(Data shown begins)

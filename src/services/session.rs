//! Session store
//!
//! Signed-in admins are tracked in an in-memory moka cache keyed by a random
//! session id. The id travels in the `session` cookie; the content-service
//! credential never leaves the server.

use moka::future::Cache;
use serde::Serialize;
use std::time::Duration;
use uuid::Uuid;

const MAX_SESSIONS: u64 = 10_000;

/// Per-session state
#[derive(Debug, Clone, PartialEq, Eq, Serialize)]
pub struct SessionData {
    /// Content-service credential of the signed-in user
    #[serde(skip_serializing)]
    pub auth_token: String,
    pub is_admin: bool,
    pub username: String,
}

pub struct SessionStore {
    cache: Cache<String, SessionData>,
    ttl: Duration,
}

impl std::fmt::Debug for SessionStore {
    fn fmt(&self, f: &mut std::fmt::Formatter<'_>) -> std::fmt::Result {
        f.debug_struct("SessionStore")
            .field("entry_count", &self.cache.entry_count())
            .field("ttl", &self.ttl)
            .finish()
    }
}

impl SessionStore {
    pub fn new(ttl: Duration) -> Self {
        let cache = Cache::builder()
            .max_capacity(MAX_SESSIONS)
            .time_to_live(ttl)
            .build();
        Self { cache, ttl }
    }

    /// Start a session and return its id
    pub async fn create(&self, data: SessionData) -> String {
        let id = Uuid::new_v4().to_string();
        self.cache.insert(id.clone(), data).await;
        id
    }

    pub async fn get(&self, id: &str) -> Option<SessionData> {
        self.cache.get(id).await
    }

    pub async fn remove(&self, id: &str) {
        self.cache.invalidate(id).await;
    }
}
//! Manufacturer schema

use serde::{Deserialize, Serialize};
use serde_json::{json, Map, Value};

use super::form::{ContentSchema, FormErrors, FormField, Scope};
use super::{ContentType, Item};

pub struct Manufacturer;

/// Submitted manufacturer form
#[derive(Debug, Clone, Default, Serialize, Deserialize)]
pub struct ManufacturerForm {
    #[serde(default)]
    pub name: String,
}

impl ContentSchema for Manufacturer {
    const KIND: ContentType = ContentType::Manufacturer;
    type Form = ManufacturerForm;

    fn form_from_item(item: &Item) -> ManufacturerForm {
        ManufacturerForm {
            name: item.get_str("name").unwrap_or_default().to_string(),
        }
    }

    fn fields(form: &ManufacturerForm, _options: &[Item]) -> Vec<FormField> {
        vec![FormField::text("name", "Name", &form.name).required()]
    }

    fn validate(form: &ManufacturerForm, _scope: &Scope) -> Result<Map<String, Value>, FormErrors> {
        let mut errors = FormErrors::new();
        let name = errors.required_text("name", &form.name);
        errors.finish(json!({ "name": name }))
    }
}

#[cfg(test)]
mod tests {
    use super::*;

    #[test]
    fn test_validate_trims_name() {
        let form = ManufacturerForm { name: "  Porsche ".into() };
        let payload = Manufacturer::validate(&form, &Scope::top_level()).unwrap();
        assert_eq!(payload.get("name"), Some(&json!("Porsche")));
    }

    #[test]
    fn test_validate_rejects_blank_name() {
        let errors = Manufacturer::validate(&ManufacturerForm::default(), &Scope::top_level()).unwrap_err();
        assert!(errors.get("name").is_some());
    }
}
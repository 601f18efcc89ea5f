//! Hierarchy resolution
//!
//! Nested entities point at their owner through a parent reference field
//! (timing -> stage -> model, image -> model, video link -> series or stage).
//! [`HierarchyResolver`] walks these references up to the top-level owner to
//! find where an admin should be sent after touching a nested entity.

use serde::Serialize;
use std::sync::Arc;
use tracing::warn;

use super::StagingError;
use crate::models::{ContentType, Item};
use crate::store::{ContentStore, ContentStoreExt};

/// Upper bound on chain length, guards against reference cycles
const MAX_DEPTH: usize = 8;

/// One resolved entity on a hierarchy path
#[derive(Debug, Clone, PartialEq, Serialize)]
pub struct PathNode {
    pub kind: ContentType,
    pub id: i64,
    pub label: String,
}

impl PathNode {
    fn of(kind: ContentType, item: &Item) -> Self {
        Self {
            kind,
            id: item.id,
            label: item.label(),
        }
    }
}

/// Ancestor chain of an entity
#[derive(Debug, Clone, PartialEq, Serialize)]
pub struct HierarchyPath {
    pub leaf: PathNode,
    /// Resolved ancestors, top-most first, without the leaf
    pub ancestors: Vec<PathNode>,
    /// A parent reference was missing or dangling
    pub broken: bool,
}

impl HierarchyPath {
    /// `(type, id)` pairs of the ancestors, top-most first
    pub fn ancestor_ids(&self) -> Vec<(ContentType, i64)> {
        self.ancestors.iter().map(|node| (node.kind, node.id)).collect()
    }

    /// The top-most resolved entity, the leaf itself for top-level types
    pub fn root(&self) -> &PathNode {
        self.ancestors.first().unwrap_or(&self.leaf)
    }

    /// Nearest resolved ancestor of the given type
    pub fn ancestor(&self, kind: ContentType) -> Option<i64> {
        self.ancestors.iter().rev().find(|node| node.kind == kind).map(|node| node.id)
    }

    /// Where to send the admin after publishing or editing the leaf
    pub fn redirect_target(&self) -> RedirectTarget {
        if self.broken {
            return RedirectTarget::Root;
        }
        let root = self.root();
        if root.kind.descriptor().has_detail_page {
            RedirectTarget::Detail {
                kind: root.kind,
                id: root.id,
            }
        } else {
            RedirectTarget::List(root.kind)
        }
    }
}

/// Navigation target after a state change
#[derive(Debug, Clone, Copy, PartialEq, Eq)]
pub enum RedirectTarget {
    Detail { kind: ContentType, id: i64 },
    List(ContentType),
    Root,
}

impl RedirectTarget {
    pub fn to_path(self) -> String {
        match self {
            RedirectTarget::Detail { kind, id } => format!("/{}/{}", kind.collection(), id),
            RedirectTarget::List(kind) => format!("/{}", kind.collection()),
            RedirectTarget::Root => "/".to_string(),
        }
    }
}

#[derive(Clone)]
pub struct HierarchyResolver {
    store: Arc<dyn ContentStore>,
}

impl HierarchyResolver {
    pub fn new(store: Arc<dyn ContentStore>) -> Self {
        Self { store }
    }

    /// Fetch the entity and resolve its ancestors
    pub async fn resolve(&self, kind: ContentType, id: i64) -> Result<HierarchyPath, StagingError> {
        let item = self
            .store
            .show(kind, id)
            .await
            .map_err(|e| StagingError::for_entity(kind, id, e))?;
        self.resolve_item(kind, &item).await
    }

    /// Resolve the ancestors of an already fetched entity
    pub async fn resolve_item(&self, kind: ContentType, item: &Item) -> Result<HierarchyPath, StagingError> {
        let mut ancestors = Vec::new();
        let mut broken = false;
        let mut current_kind = kind;
        let mut current = item.clone();

        while current_kind.descriptor().is_nested() {
            if ancestors.len() >= MAX_DEPTH {
                broken = true;
                break;
            }
            let Some((parent_kind, parent_id)) = current.parent_ref(current_kind) else {
                warn!("{} {} has no parent reference", current_kind, current.id);
                broken = true;
                break;
            };
            match self.store.find(parent_kind, parent_id).await? {
                Some(parent) => {
                    ancestors.push(PathNode::of(parent_kind, &parent));
                    current_kind = parent_kind;
                    current = parent;
                }
                None => {
                    warn!(
                        "{} {} refers to missing {} {}",
                        current_kind, current.id, parent_kind, parent_id
                    );
                    broken = true;
                    break;
                }
            }
        }

        ancestors.reverse();
        Ok(HierarchyPath {
            leaf: PathNode::of(kind, item),
            ancestors,
            broken,
        })
    }

    /// Redirect target for an entity, [`RedirectTarget::Root`] if it is gone
    pub async fn redirect_for(&self, kind: ContentType, id: i64) -> Result<RedirectTarget, StagingError> {
        match self.resolve(kind, id).await {
            Ok(path) => Ok(path.redirect_target()),
            Err(StagingError::NotFound { .. }) => {
                warn!("{} {} vanished while resolving redirect", kind, id);
                Ok(RedirectTarget::Root)
            }
            Err(e) => Err(e),
        }
    }
}
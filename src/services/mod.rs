//! Services layer - the staging workflow
//!
//! Every service here is stateless and built per request around a
//! request-scoped [`ContentStore`](crate::store::ContentStore):
//! - [`StagingAggregator`] partitions one content type into published and draft items
//! - [`DashboardSummaryBuilder`] fans the aggregator out over several types
//! - [`HierarchyResolver`] walks parent references of nested entities
//! - [`PublishCoordinator`] performs the draft -> published transition
//!
//! [`SessionStore`] holds signed-in sessions.

pub mod aggregator;
pub mod dashboard;
mod error;
pub mod hierarchy;
pub mod publish;
pub mod session;

pub use aggregator::{StagedCollection, StagingAggregator};
pub use dashboard::{DashboardEntry, DashboardSummary, DashboardSummaryBuilder};
pub use error::StagingError;
pub use hierarchy::{HierarchyPath, HierarchyResolver, PathNode, RedirectTarget};
pub use publish::{ConfirmationContext, PublishCoordinator};
pub use session::{SessionData, SessionStore};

(Data shown ends)

Your task:
Starting at the line above that contains "#[serde(skip_serializing)]", repeat each line exactly up to and including the line that contains "Submitted manufacturer form", and stop there.

Solution for this exercise:
    #[serde(skip_serializing)]
    pub auth_token: String,
    pub is_admin: bool,
    pub username: String,
}

pub struct SessionStore {
    cache: Cache<String, SessionData>,
    ttl: Duration,
}

impl std::fmt::Debug for SessionStore {
    fn fmt(&self, f: &mut std::fmt::Formatter<'_>) -> std::fmt::Result {
        f.debug_struct("SessionStore")
            .field("entry_count", &self.cache.entry_count())
            .field("ttl", &self.ttl)
            .finish()
    }
}

impl SessionStore {
    pub fn new(ttl: Duration) -> Self {
        let cache = Cache::builder()
            .max_capacity(MAX_SESSIONS)
            .time_to_live(ttl)
            .build();
        Self { cache, ttl }
    }

    /// Start a session and return its id
    pub async fn create(&self, data: SessionData) -> String {
        let id = Uuid::new_v4().to_string();
        self.cache.insert(id.clone(), data).await;
        id
    }

    pub async fn get(&self, id: &str) -> Option<SessionData> {
        self.cache.get(id).await
    }

    pub async fn remove(&self, id: &str) {
        self.cache.invalidate(id).await;
    }
}
//! Manufacturer schema

use serde::{Deserialize, Serialize};
use serde_json::{json, Map, Value};

use super::form::{ContentSchema, FormErrors, FormField, Scope};
use super::{ContentType, Item};

pub struct Manufacturer;

/// Submitted manufacturer form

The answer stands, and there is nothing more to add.